Updated: January 23, 2020
The most common reason why gardeners fail with raising seedlings indoors is the dreaded dampening-off.
Cruelly, it strikes in the early stages causing the stems to shrivel and the young seedlings to topple over and die. One morning you wake up and your plants are no longer upright.
The cause is a microbial imbalance that allows a plant pathogen, frequently Pythium ultimum, to infect the plant.
After pondering this for a while, a thought occurred to me. Garden diseases result from imbalances of one kind or another. Is that the cause with dampening-off?
If true, what if I could use compost tea to maintain microbial balance? Would this reduce the chance of dampening-off.
Typically, gardeners use compost tea to increase the number of good microbes and create a balance between good and evil. So then, why wouldn’t compost tea work to improve overall seedling health and provide protection from dampening-off pathogens?
Let’s take a sec to get the legal words out of the way. This article may contain affiliate links. That means if you click and buy from my partners, I will make a tiny amount of money. This in no way affects my recommendations.
Grass is always greener under the compost tumbler
My interest in compost tea first started when I noticed that the grass under my compost tumbler grew lush and green. The rainwater washed through the composter and created a great plant elixir.
My wife heard me marvel at my unintended success with growing grass under the compost tumbler and bought me the necessary equipment for a homemade compost tea brewer for my birthday.
I supplied the very finished, homemade compost.
Now there’s a sexy birthday gift!
Brewing compost tea
Compost tea recipes are very easy to follow:
Step 1. Mix mature compost with water.
Step 2. Add food (molasses) for the microbes.
Step 3. Incubate while adding air to the liquid for 24 hours.
You’ll need to use a fish tank air pump to pump air into the solution. The hope is that the the good microbes exponentially multiply in this ideal environment
Here is a video from organic gardener Howard Garret that shows how it’s done:
A while back I used my new birthday gift to brew up a couple batches of tea. Then, I applied it to my plants in the garden.
The funny thing was that I didn’t see much if any improvement. I used it for both foliar feeding and as a soil drench, as the experts recommended. I chalked up the lack of success to the original compost not being “hot” enough with microbial activity.
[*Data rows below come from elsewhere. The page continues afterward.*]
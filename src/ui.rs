use anyhow::Result;
use crossterm::{
    event::{self, Event, KeyCode, KeyEventKind, KeyModifiers},
    execute,
    terminal::{disable_raw_mode, enable_raw_mode, EnterAlternateScreen, LeaveAlternateScreen},
};
use lira_words::{
    denominations, format_amount, has_arabic_numerals, parse_amount, sanitize_input, spell_number_simple,
    western_to_arabic, Config, Conversion, CurrencyEra, Direction,
};
use ratatui::{
    backend::CrosstermBackend,
    layout::{Constraint, Direction as LayoutDirection, Layout, Rect},
    style::{Color, Modifier, Style},
    text::{Line, Span},
    widgets::{Block, Borders, Paragraph, Wrap},
    Frame, Terminal,
};
use std::io;

pub struct App {
    pub direction: Direction,
    /// Sanitised input, Western digits
    pub input: String,
    pub use_arabic_numerals: bool,
    pub show_denominations: bool,
}

impl App {
    pub fn new(config: &Config) -> Self {
        Self {
            direction: config.default_direction,
            input: String::new(),
            use_arabic_numerals: config.use_arabic_numerals,
            show_denominations: false,
        }
    }

    /// Typing an Arabic-Indic digit switches the display to Arabic numerals
    pub fn push_char(&mut self, c: char) {
        if has_arabic_numerals(&c.to_string()) {
            self.use_arabic_numerals = true;
        }

        let candidate = sanitize_input(&format!("{}{}", self.input, c));

        // one decimal point at most
        if candidate.matches('.').count() > 1 {
            return;
        }

        self.input = candidate;
    }

    pub fn pop_char(&mut self) {
        self.input.pop();
    }

    pub fn clear(&mut self) {
        self.input.clear();
    }

    /// Switching direction starts from an empty amount
    pub fn toggle_direction(&mut self) {
        self.direction = self.direction.toggle();
        self.clear();
    }

    pub fn toggle_numerals(&mut self) {
        self.use_arabic_numerals = !self.use_arabic_numerals;
    }

    pub fn toggle_denominations(&mut self) {
        self.show_denominations = !self.show_denominations;
    }

    pub fn amount(&self) -> f64 {
        parse_amount(&self.input)
    }

    pub fn conversion(&self) -> Conversion {
        Conversion::new(self.amount(), self.direction)
    }

    pub fn display_input(&self) -> String {
        if self.use_arabic_numerals {
            western_to_arabic(&self.input)
        } else {
            self.input.clone()
        }
    }

    pub fn display_output(&self) -> String {
        let conversion = self.conversion();
        format_amount(
            conversion.output,
            self.use_arabic_numerals,
            conversion.display_fraction_digits(),
        )
    }

    pub fn input_words(&self) -> String {
        spell_number_simple(self.amount())
    }

    pub fn output_words(&self) -> String {
        spell_number_simple(self.conversion().output)
    }

    pub fn denomination_labels(&self, era: CurrencyEra) -> Vec<String> {
        denominations(era)
            .iter()
            .map(|d| format_amount(*d as f64, self.use_arabic_numerals, 0))
            .collect()
    }
}

pub fn run_ui(app: &mut App) -> Result<()> {
    // Setup terminal
    enable_raw_mode()?;
    let mut stdout = io::stdout();
    execute!(stdout, EnterAlternateScreen)?;
    let backend = CrosstermBackend::new(stdout);
    let mut terminal = Terminal::new(backend)?;

    let res = run_app(&mut terminal, app);

    // Restore terminal
    disable_raw_mode()?;
    execute!(terminal.backend_mut(), LeaveAlternateScreen)?;
    terminal.show_cursor()?;

    if let Err(err) = res {
        tracing::error!("terminal UI failed: {:?}", err);
        println!("Error: {:?}", err);
    }

    Ok(())
}

fn run_app<B: ratatui::backend::Backend>(
    terminal: &mut Terminal<B>,
    app: &mut App,
) -> io::Result<()> {
    loop {
        terminal.draw(|f| ui(f, app))?;

        if let Event::Key(key) = event::read()? {
            if key.kind != KeyEventKind::Press {
                continue;
            }

            match key.code {
                KeyCode::Esc | KeyCode::Char('q') => return Ok(()),
                KeyCode::Char('c') if key.modifiers.contains(KeyModifiers::CONTROL) => return Ok(()),
                KeyCode::Tab | KeyCode::BackTab => app.toggle_direction(),
                KeyCode::Char('a') => app.toggle_numerals(),
                KeyCode::Char('d') => app.toggle_denominations(),
                KeyCode::Backspace => app.pop_char(),
                KeyCode::Delete => app.clear(),
                KeyCode::Char(c) => app.push_char(c),
                _ => {}
            }
        }
    }
}

fn ui(f: &mut Frame, app: &App) {
    let chunks = Layout::default()
        .direction(LayoutDirection::Vertical)
        .constraints([
            Constraint::Length(3), // Direction tabs
            Constraint::Min(0),    // Converter
            Constraint::Length(3), // Status bar
        ])
        .split(f.size());

    render_header(f, chunks[0], app);

    if app.show_denominations {
        let content_chunks = Layout::default()
            .direction(LayoutDirection::Horizontal)
            .constraints([Constraint::Percentage(70), Constraint::Percentage(30)])
            .split(chunks[1]);

        render_converter(f, content_chunks[0], app);
        render_denominations(f, content_chunks[1], app);
    } else {
        render_converter(f, chunks[1], app);
    }

    render_status_bar(f, chunks[2], app);
}

fn render_header(f: &mut Frame, area: Rect, app: &App) {
    let mut tab_spans = vec![];
    for (i, direction) in [Direction::OldToNew, Direction::NewToOld].iter().enumerate() {
        if i > 0 {
            tab_spans.push(Span::raw(" │ "));
        }

        let style = if *direction == app.direction {
            Style::default()
                .fg(Color::Yellow)
                .add_modifier(Modifier::BOLD | Modifier::UNDERLINED)
        } else {
            Style::default().fg(Color::DarkGray)
        };

        tab_spans.push(Span::styled(direction.title(), style));
    }

    tab_spans.push(Span::raw("  |  "));
    tab_spans.push(Span::styled("١٠٠ قديمة = ١ جديدة", Style::default().fg(Color::Green)));

    let header = Paragraph::new(vec![Line::from(tab_spans)])
        .block(Block::default().borders(Borders::ALL).border_style(Style::default().fg(Color::Cyan)));

    f.render_widget(header, area);
}

fn render_converter(f: &mut Frame, area: Rect, app: &App) {
    let source = app.direction.source_era();
    let target = app.direction.target_era();

    let label_style = Style::default().fg(Color::Yellow).add_modifier(Modifier::BOLD);
    let words_style = Style::default().fg(Color::Gray).add_modifier(Modifier::ITALIC);

    let input = if app.input.is_empty() {
        Span::styled("…", Style::default().fg(Color::DarkGray))
    } else {
        Span::styled(app.display_input(), Style::default().fg(Color::White).add_modifier(Modifier::BOLD))
    };

    let content = vec![
        Line::from(Span::styled(format!("المبلغ ({})", source.noun_phrase()), label_style)),
        Line::from(vec![Span::raw("  "), input]),
        Line::from(vec![Span::raw("  "), Span::styled(app.input_words(), words_style)]),
        Line::from(""),
        Line::from(Span::styled(format!("النتيجة ({})", target.noun_phrase()), label_style)),
        Line::from(vec![
            Span::raw("  "),
            Span::styled(app.display_output(), Style::default().fg(Color::Green).add_modifier(Modifier::BOLD)),
        ]),
        Line::from(vec![Span::raw("  "), Span::styled(app.output_words(), words_style)]),
    ];

    let converter = Paragraph::new(content)
        .wrap(Wrap { trim: true })
        .block(
            Block::default()
                .borders(Borders::ALL)
                .border_style(Style::default().fg(Color::White))
                .title(" Converter "),
        );

    f.render_widget(converter, area);
}

fn render_denominations(f: &mut Frame, area: Rect, app: &App) {
    let era = app.direction.source_era();

    let content: Vec<Line> = app
        .denomination_labels(era)
        .into_iter()
        .map(|label| {
            Line::from(vec![
                Span::raw("  • "),
                Span::styled(label, Style::default().fg(Color::Cyan)),
            ])
        })
        .collect();

    let panel = Paragraph::new(content).block(
        Block::default()
            .borders(Borders::ALL)
            .border_style(Style::default().fg(Color::Cyan))
            .title(format!(" فئات الليرة {} ", era.label())),
    );

    f.render_widget(panel, area);
}

fn render_status_bar(f: &mut Frame, area: Rect, app: &App) {
    let numerals = if app.use_arabic_numerals { "١٢٣" } else { "123" };

    let status_text = Line::from(vec![
        Span::styled("Tab", Style::default().fg(Color::Yellow)),
        Span::raw(" direction  "),
        Span::styled("a", Style::default().fg(Color::Yellow)),
        Span::raw(format!(" numerals ({})  ", numerals)),
        Span::styled("d", Style::default().fg(Color::Yellow)),
        Span::raw(" banknotes  "),
        Span::styled("Del", Style::default().fg(Color::Yellow)),
        Span::raw(" clear  "),
        Span::styled("q/Esc", Style::default().fg(Color::Yellow)),
        Span::raw(" quit"),
    ]);

    let status_bar = Paragraph::new(status_text).block(
        Block::default()
            .borders(Borders::ALL)
            .border_style(Style::default().fg(Color::DarkGray)),
    );

    f.render_widget(status_bar, area);
}

// ============================================================================
// TESTS
// ============================================================================

#[cfg(test)]
mod tests {
    use super::*;

    fn app() -> App {
        App::new(&Config {
            use_arabic_numerals: false,
            ..Config::default()
        })
    }

    #[test]
    fn test_typing_mixed_scripts() {
        let mut app = app();
        for c in "٥0x٠0".chars() {
            app.push_char(c);
        }
        assert_eq!(app.input, "5000");
        assert_eq!(app.display_output(), "50");
        assert_eq!(app.input_words(), "خمسة آلاف");
        assert_eq!(app.output_words(), "خمسون");
    }

    #[test]
    fn test_arabic_digit_switches_display() {
        let mut app = app();
        app.push_char('1');
        assert!(!app.use_arabic_numerals);
        app.push_char('٢');
        assert!(app.use_arabic_numerals);
        assert_eq!(app.display_input(), "١٢");
    }

    #[test]
    fn test_single_decimal_point() {
        let mut app = app();
        for c in "12.5.0".chars() {
            app.push_char(c);
        }
        assert_eq!(app.input, "12.50");
    }

    #[test]
    fn test_toggle_direction_clears_input() {
        let mut app = app();
        app.push_char('7');
        app.toggle_direction();
        assert_eq!(app.direction, Direction::NewToOld);
        assert!(app.input.is_empty());
        assert_eq!(app.input_words(), "صفر");
    }

    #[test]
    fn test_new_to_old_display() {
        let mut app = app();
        app.toggle_direction();
        for c in "25".chars() {
            app.push_char(c);
        }
        assert_eq!(app.display_output(), "2,500");
        assert_eq!(app.output_words(), "ألفين وخمسمئة");
    }

    #[test]
    fn test_arabic_display() {
        let mut app = app();
        app.toggle_numerals();
        for c in "123456".chars() {
            app.push_char(c);
        }
        assert_eq!(app.display_input(), "١٢٣٤٥٦");
        assert_eq!(app.display_output(), "١٬٢٣٤.٥٦");
        assert_eq!(app.denomination_labels(CurrencyEra::Old)[0], "١٬٠٠٠");
    }

    #[test]
    fn test_backspace_and_clear() {
        let mut app = app();
        app.push_char('1');
        app.push_char('2');
        app.pop_char();
        assert_eq!(app.input, "1");
        app.clear();
        assert_eq!(app.amount(), 0.0);
    }
}
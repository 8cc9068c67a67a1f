//! A small logic-less template language. Six forms are recognized:
//!
//! * `{{#each key}}…{{/each}}` renders the body once per element of a list
//! * `{{#if key}}…{{/if}}` renders the body when `key` is truthy
//! * `{{#unless key}}…{{/unless}}` renders the body when `key` is falsy
//! * `{{{key}}}` substitutes a value verbatim
//! * `{{key}}` substitutes a value with `&`, `<`, `>` and `"` escaped
//!
//! Keys are `[A-Za-z0-9_]+`. Anything else that looks like `{{…}}` is left
//! untouched. Templates are parsed once into a block tree with an explicit
//! stack, so blocks of the same kind nest correctly, and the tree is then
//! evaluated against a [`Context`]. Substituted values are never parsed again,
//! so data can't smuggle template syntax into the output.
//!
//! Inside an `each` body the element's own fields shadow the enclosing
//! context when the element is an object; other elements are exposed as
//! `_item`. The zero-based position is always available as `_index`.

use crate::util::escape_html;
use crate::value::{Context, Value};
use once_cell::sync::Lazy;
use regex::Regex;

#[derive(Clone, Copy, Debug, PartialEq, Eq)]
enum BlockKind {
    Each,
    If,
    Unless,
}

impl BlockKind {
    fn from_name(name: &str) -> Option<BlockKind> {
        match name {
            "each" => Some(BlockKind::Each),
            "if" => Some(BlockKind::If),
            "unless" => Some(BlockKind::Unless),
            _ => None,
        }
    }
}

#[derive(Clone, Debug, PartialEq)]
enum Node {
    Text(String),
    Raw(String),
    Escaped(String),
    Block {
        kind: BlockKind,
        key: String,
        body: Vec<Node>,
    },
}

enum Token<'a> {
    Raw(&'a str),
    Escaped(&'a str),
    Open(BlockKind, &'a str),
    Close(BlockKind),
}

static RAW: Lazy<Regex> = Lazy::new(|| Regex::new(r"^\{\{\{([A-Za-z0-9_]+)\}\}\}").unwrap());
static OPEN: Lazy<Regex> =
    Lazy::new(|| Regex::new(r"^\{\{#(each|if|unless) ([A-Za-z0-9_]+)\}\}").unwrap());
static CLOSE: Lazy<Regex> = Lazy::new(|| Regex::new(r"^\{\{/(each|if|unless)\}\}").unwrap());
static ESCAPED: Lazy<Regex> = Lazy::new(|| Regex::new(r"^\{\{([A-Za-z0-9_]+)\}\}").unwrap());

/// Recognizes a tag at the start of `s`, returning it with its length.
fn token(s: &str) -> Option<(Token, usize)> {
    if let Some(c) = RAW.captures(s) {
        return Some((Token::Raw(c.get(1)?.as_str()), c.get(0)?.end()));
    }
    if let Some(c) = OPEN.captures(s) {
        let kind = BlockKind::from_name(c.get(1)?.as_str())?;
        return Some((Token::Open(kind, c.get(2)?.as_str()), c.get(0)?.end()));
    }
    if let Some(c) = CLOSE.captures(s) {
        let kind = BlockKind::from_name(c.get(1)?.as_str())?;
        return Some((Token::Close(kind), c.get(0)?.end()));
    }
    if let Some(c) = ESCAPED.captures(s) {
        return Some((Token::Escaped(c.get(1)?.as_str()), c.get(0)?.end()));
    }
    None
}

/// An open block awaiting its closing tag.
struct Frame {
    kind: BlockKind,
    key: String,
    open_tag: String,
    body: Vec<Node>,
}

/// Builds the block tree. Mismatched tags degrade to literal text: a closing
/// tag with no open block of its kind stays as written, and an open block
/// that is never closed keeps its opening tag as text with its body inlined.
fn parse(src: &str) -> Vec<Node> {
    let mut root: Vec<Node> = Vec::new();
    let mut stack: Vec<Frame> = Vec::new();
    let mut text = String::new();
    let mut rest = src;

    fn flush(text: &mut String, stack: &mut Vec<Frame>, root: &mut Vec<Node>) {
        if !text.is_empty() {
            let node = Node::Text(std::mem::take(text));
            match stack.last_mut() {
                Some(frame) => frame.body.push(node),
                None => root.push(node),
            }
        }
    }

    fn push(node: Node, stack: &mut Vec<Frame>, root: &mut Vec<Node>) {
        match stack.last_mut() {
            Some(frame) => frame.body.push(node),
            None => root.push(node),
        }
    }

    // Turns the innermost open frame back into literal text in its parent.
    fn abandon(stack: &mut Vec<Frame>, root: &mut Vec<Node>) {
        if let Some(frame) = stack.pop() {
            push(Node::Text(frame.open_tag), stack, root);
            for node in frame.body {
                push(node, stack, root);
            }
        }
    }

    while let Some(offset) = rest.find("{{") {
        text.push_str(&rest[..offset]);
        rest = &rest[offset..];
        let (tok, len) = match token(rest) {
            Some(t) => t,
            None => {
                text.push('{');
                rest = &rest[1..];
                continue;
            }
        };
        flush(&mut text, &mut stack, &mut root);
        match tok {
            Token::Raw(key) => push(Node::Raw(key.to_owned()), &mut stack, &mut root),
            Token::Escaped(key) => push(Node::Escaped(key.to_owned()), &mut stack, &mut root),
            Token::Open(kind, key) => stack.push(Frame {
                kind,
                key: key.to_owned(),
                open_tag: rest[..len].to_owned(),
                body: Vec::new(),
            }),
            Token::Close(kind) => {
                if stack.iter().any(|f| f.kind == kind) {
                    while stack.last().map(|f| f.kind) != Some(kind) {
                        abandon(&mut stack, &mut root);
                    }
                    if let Some(frame) = stack.pop() {
                        let node = Node::Block {
                            kind: frame.kind,
                            key: frame.key,
                            body: frame.body,
                        };
                        push(node, &mut stack, &mut root);
                    }
                } else {
                    push(Node::Text(rest[..len].to_owned()), &mut stack, &mut root);
                }
            }
        }
        rest = &rest[len..];
    }
    text.push_str(rest);
    flush(&mut text, &mut stack, &mut root);
    while !stack.is_empty() {
        abandon(&mut stack, &mut root);
    }
    root
}

/// One level of variable lookup. Loop bodies push a scope holding the
/// current element in front of the enclosing one.
struct Scope<'a> {
    fields: Option<&'a Context>,
    item: Option<&'a Value>,
    index: Option<Value>,
    parent: Option<&'a Scope<'a>>,
}

impl<'a> Scope<'a> {
    fn root(ctx: &'a Context) -> Scope<'a> {
        Scope {
            fields: Some(ctx),
            item: None,
            index: None,
            parent: None,
        }
    }

    fn lookup(&self, key: &str) -> Option<&Value> {
        let own = match key {
            "_index" => self.index.as_ref(),
            "_item" => self.item,
            _ => None,
        };
        own.or_else(|| self.fields.and_then(|f| f.get(key)))
            .or_else(|| self.parent.and_then(|p| p.lookup(key)))
    }
}

fn render_nodes(nodes: &[Node], scope: &Scope, out: &mut String) {
    for node in nodes {
        match node {
            Node::Text(text) => out.push_str(text),
            Node::Raw(key) => {
                if let Some(value) = scope.lookup(key) {
                    out.push_str(&value.to_string());
                }
            }
            Node::Escaped(key) => {
                if let Some(value) = scope.lookup(key) {
                    out.push_str(&escape_html(&value.to_string()));
                }
            }
            Node::Block { kind, key, body } => match kind {
                BlockKind::If => {
                    if scope.lookup(key).map_or(false, Value::is_truthy) {
                        render_nodes(body, scope, out);
                    }
                }
                BlockKind::Unless => {
                    if !scope.lookup(key).map_or(false, Value::is_truthy) {
                        render_nodes(body, scope, out);
                    }
                }
                BlockKind::Each => {
                    if let Some(Value::Array(items)) = scope.lookup(key) {
                        for (i, item) in items.iter().enumerate() {
                            let (fields, item) = match item {
                                Value::Object(fields) => (Some(fields), None),
                                other => (None, Some(other)),
                            };
                            let child = Scope {
                                fields,
                                item,
                                index: Some(Value::from(i)),
                                parent: Some(scope),
                            };
                            render_nodes(body, &child, out);
                        }
                    }
                }
            },
        }
    }
}

/// A parsed template. Parsing never fails and rendering never mutates the
/// template, so one [`Template`] can be rendered against any number of
/// contexts.
#[derive(Clone, Debug, PartialEq)]
pub struct Template {
    nodes: Vec<Node>,
}

impl Template {
    pub fn parse(src: &str) -> Template {
        Template { nodes: parse(src) }
    }

    /// Renders the template against `ctx`. Missing keys render as empty
    /// strings.
    pub fn render(&self, ctx: &Context) -> String {
        let mut out = String::new();
        render_nodes(&self.nodes, &Scope::root(ctx), &mut out);
        out
    }
}

/// Parses and renders `template` in one step.
pub fn render(template: &str, ctx: &Context) -> String {
    Template::parse(template).render(ctx)
}
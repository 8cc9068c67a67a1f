//! Table-of-contents capture. A [`Toc`] lives for exactly one
//! [`crate::processor::Processor::render`] call: it hands out heading ids
//! and records the entries in document order.

use crate::markdown::Heading;
use crate::util::{escape_html, slugify};
use std::collections::HashSet;

/// One heading in a document's table of contents.
#[derive(Clone, Debug, PartialEq, Eq)]
pub struct TocEntry {
    pub id: String,

    /// The heading content as inline HTML.
    pub text: String,

    pub depth: u32,
}

#[derive(Debug, Default)]
pub struct Toc {
    entries: Vec<TocEntry>,
    used: HashSet<String>,
}

impl Toc {
    pub fn new() -> Toc {
        Toc::default()
    }

    /// Allocates an id for `heading`, records it when `record` is set and
    /// returns the heading's HTML. Ids repeat only if the document repeats a
    /// heading; later duplicates get `-1`, `-2`, … appended.
    pub fn heading(&mut self, heading: &Heading, record: bool) -> String {
        let id = self.allocate(&heading.raw_text);
        let html = format!(
            "<h{depth} id=\"{id}\">{text}</h{depth}>\n",
            depth = heading.depth,
            id = id,
            text = heading.text,
        );
        if record {
            self.entries.push(TocEntry {
                id,
                text: heading.text.clone(),
                depth: heading.depth,
            });
        }
        html
    }

    fn allocate(&mut self, raw_text: &str) -> String {
        let mut base = slugify(raw_text);
        if base.is_empty() {
            base = String::from("section");
        }
        let mut id = base.clone();
        let mut n = 1;
        while self.used.contains(&id) {
            id = format!("{}-{}", base, n);
            n += 1;
        }
        self.used.insert(id.clone());
        id
    }

    pub fn into_entries(self) -> Vec<TocEntry> {
        self.entries
    }
}

/// Renders the collapsible TOC navigation block. Documents with fewer than
/// two headings get no TOC and this returns an empty string. `label` is the
/// localized summary text.
pub fn toc_html(entries: &[TocEntry], label: &str) -> String {
    if entries.len() < 2 {
        return String::new();
    }
    let mut html = format!(
        r#"<nav class="toc"><details open><summary>{}</summary><ul>"#,
        escape_html(label)
    );
    for entry in entries {
        let indent = entry.depth.saturating_sub(2) * 16;
        html.push_str(&format!(
            r##"<li style="margin-left:{}px"><a href="#{}">{}</a></li>"##,
            indent, entry.id, entry.text
        ));
    }
    html.push_str("</ul></details></nav>");
    html
}

#[cfg(test)]
mod test {
    use super::*;
    use pretty_assertions::assert_eq;

    fn heading(text: &str, depth: u32) -> Heading {
        Heading {
            text: text.to_owned(),
            depth,
            raw_text: text.to_owned(),
        }
    }

    #[test]
    fn test_ids_are_disambiguated() {
        let mut toc = Toc::new();
        assert_eq!(toc.heading(&heading("Intro", 2), true), "<h2 id=\"intro\">Intro</h2>\n");
        toc.heading(&heading("Intro", 2), true);
        toc.heading(&heading("intro-1", 3), true);
        toc.heading(&heading("???", 2), false);
        let ids: Vec<String> = toc.into_entries().into_iter().map(|e| e.id).collect();
        assert_eq!(ids, vec!["intro", "intro-1", "intro-1-1"]);
    }

    #[test]
    fn test_toc_html() {
        let entries = vec![
            TocEntry {
                id: "a".to_owned(),
                text: "A".to_owned(),
                depth: 2,
            },
            TocEntry {
                id: "b".to_owned(),
                text: "<code>B</code>".to_owned(),
                depth: 3,
            },
        ];
        assert_eq!(
            toc_html(&entries, "Contents"),
            concat!(
                r#"<nav class="toc"><details open><summary>Contents</summary><ul>"#,
                r##"<li style="margin-left:0px"><a href="#a">A</a></li>"##,
                r##"<li style="margin-left:16px"><a href="#b"><code>B</code></a></li>"##,
                "</ul></details></nav>"
            )
        );
        assert_eq!(toc_html(&entries[..1], "Contents"), "");
    }
}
Although it didn’t much help with my mature plants, it might still help with my seedlings. Right?
Compost tea on seedlings
It turns out that a 2004 study conducted by researchers from Oregon State University and the USDA Agriculture Research Service looked specifically at using compost tea on seedlings. The question they looked at was: Can you use tea to ward off dampening-off.
Unfortunately, the study results are no longer available. I suspect that someone lobbied to remove it from the Internet.
The researchers conducted the study on cucumber seedlings that had been intentionally infected with Pythium ultimum. They tested a number of types of compost made from a variety of original materials as well as a number of tea additives. Their testing methods used some of the best equipment possible to see if any of the teas would consistently suppress dampening-off.
The study showed that only compost tea made with the additives of kelp and humic acid were shown to consistently reduce dampening-off. None of the other formulations worked consistently.
The more startling conclusion was that tea made with molasses “inconsistently suppressed damping-off.”
This probably had to do with the residual molasses that was in the tea, which could have actually feed the pathogens. Also, the study concluded that diluting the compost tea, often recommended for seedlings, reduced any positive impact from the formulations.
Although many backyard gardeners can brew a good batch of compost tea, few can recreate the exacting methods required for success with dampening-off and seedlings.
More specifically, I would use your compost tea on mature plants and not on seedlings. And, even with mature plants, expect inconsistent results.